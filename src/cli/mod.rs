//! CLI infrastructure for MENACE
//!
//! This module provides the command-line interface for training the agent,
//! playing against it and inspecting its matchboxes.

pub mod commands;
pub mod config;
pub mod output;
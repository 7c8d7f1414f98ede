//! Observer port - abstraction for training observation and reporting
//!
//! The training pipeline only produces game records and snapshots; how they
//! are shown (progress bars, printed lines, collected metrics) is decided by
//! the observers attached to it.

use std::sync::{Arc, Mutex, PoisonError};

use crate::{
    Result,
    pipeline::{GameRecord, Snapshot},
};

/// Observer trait for monitoring training
///
/// # Event Sequence
///
/// 1. `on_training_start(total_games)` - once
/// 2. For each game:
///    - `on_game_end(game_num, record)`
///    - `on_snapshot(snapshot)` - when a reporting interval closes
/// 3. `on_training_end()` - once
///
/// # Examples
///
/// ```no_run
/// use menace::{
///     pipeline::GameRecord,
///     ports::Observer,
/// };
///
/// struct CountingObserver {
///     games: usize,
/// }
///
/// impl Observer for CountingObserver {
///     fn on_game_end(&mut self, _game_num: usize, _record: &GameRecord) -> menace::Result<()> {
///         self.games += 1;
///         Ok(())
///     }
/// }
/// ```
pub trait Observer: Send {
    /// Called once before the first game.
    fn on_training_start(&mut self, _total_games: usize) -> Result<()> {
        Ok(())
    }

    /// Called after each game, once the agent has been updated.
    ///
    /// `game_num` is 0-based.
    fn on_game_end(&mut self, _game_num: usize, _record: &GameRecord) -> Result<()> {
        Ok(())
    }

    /// Called whenever a snapshot is appended to the results.
    fn on_snapshot(&mut self, _snapshot: &Snapshot) -> Result<()> {
        Ok(())
    }

    /// Called once after the last game.
    fn on_training_end(&mut self) -> Result<()> {
        Ok(())
    }
}

/// A shared observer, so the caller can read its state after the pipeline
/// has taken ownership of the box.
impl<T: Observer> Observer for Arc<Mutex<T>> {
    fn on_training_start(&mut self, total_games: usize) -> Result<()> {
        self.lock()
            .unwrap_or_else(PoisonError::into_inner)
            .on_training_start(total_games)
    }

    fn on_game_end(&mut self, game_num: usize, record: &GameRecord) -> Result<()> {
        self.lock()
            .unwrap_or_else(PoisonError::into_inner)
            .on_game_end(game_num, record)
    }

    fn on_snapshot(&mut self, snapshot: &Snapshot) -> Result<()> {
        self.lock()
            .unwrap_or_else(PoisonError::into_inner)
            .on_snapshot(snapshot)
    }

    fn on_training_end(&mut self) -> Result<()> {
        self.lock()
            .unwrap_or_else(PoisonError::into_inner)
            .on_training_end()
    }
}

Task goal -
Copy out every line from the material above where the string "trait" turns up.

Written answer -
/// Observer trait for monitoring training
pub trait Observer: Send {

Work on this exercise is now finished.